Nextcloud and OnlyOffice Clash Over Euro-Office Fork in AGPL Dispute

OnlyOffice offers middle ground with clearer attribution requirements


onlyoffice eurooffice

A growing conflict between Nextcloud and OnlyOffice is drawing attention across the open-source community, as both sides dispute the legal and philosophical boundaries of the AGPL license. At the center is “Euro-Office,” a fork of OnlyOffice positioned as an alternative to Microsoft Office.

What Sparked the Conflict

The dispute began after Euro-Office removed OnlyOffice branding and logos from its fork. OnlyOffice claims this move violates the GNU Affero General Public License v3 (AGPLv3), arguing that attribution requirements extend beyond just code.

In response, OnlyOffice terminated its eight-year partnership with Nextcloud, signaling a major breakdown in collaboration.

Nextcloud’s Legal Position

Nextcloud argues that forcing logo usage conflicts with open-source principles. The company maintains that logos fall under trademark law, not copyright, and should not be enforced through a software license.

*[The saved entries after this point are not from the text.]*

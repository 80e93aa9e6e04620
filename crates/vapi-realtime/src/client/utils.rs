use super::config::Config;
use super::consts;
use anyhow::Result;
use secrecy::ExposeSecret;
use tokio_tungstenite::tungstenite::client::IntoClientRequest;
use tokio_tungstenite::tungstenite::handshake::client::Request;
use tokio_tungstenite::tungstenite::http::HeaderValue;

pub(crate) fn call_url(config: &Config) -> String {
    format!("{}{}", config.base_url(), consts::CALL_PATH)
}

pub(crate) fn build_request(config: &Config) -> Result<Request> {
    let key = config.public_key().expose_secret();
    if key.is_empty() {
        return Err(anyhow::anyhow!("missing {}", consts::VAPI_PUBLIC_KEY));
    }

    let mut request = call_url(config).into_client_request()?;
    request.headers_mut().insert(
        consts::AUTHORIZATION_HEADER,
        HeaderValue::from_str(&format!("Bearer {key}"))?,
    );
    Ok(request)
}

It also relies on the AGPLv3 “self-cleaning” clause, which allows removal of additional restrictions that go beyond the license itself. This interpretation aligns with guidance from the Free Software Foundation and legal opinions from Bradley M. Kühn, one of the authors behind AGPL.

OnlyOffice Pushes Back

OnlyOffice rejects this interpretation, stating that Free Software Foundation guidance does not carry legal authority. The company insists that only the original 2007 AGPL text should apply.

It further argues that “author attribution” remains undefined within the license, giving room for its branding requirements. According to OnlyOffice, these rules existed long before recent reinterpretations of AGPL surfaced.

Proposed Resolution and Broader Impact

OnlyOffice has shifted its demands away from logos and toward clearer attribution. It proposes that Euro-Office include an “About” page identifying OnlyOffice as the original developer, retain origin notices in the source code, and publicly label the project as a derivative work.

The outcome remains uncertain, but the case could influence how future open-source projects handle branding, attribution, and licensing boundaries. At its core, the dispute highlights a deeper tension between open-source ideals and commercial interests.

Meanwhile, Microsoft continues to evolve its own productivity suite, recently adding sensitivity labels to Office web apps and integrating new capabilities following its acquisition of Fintool.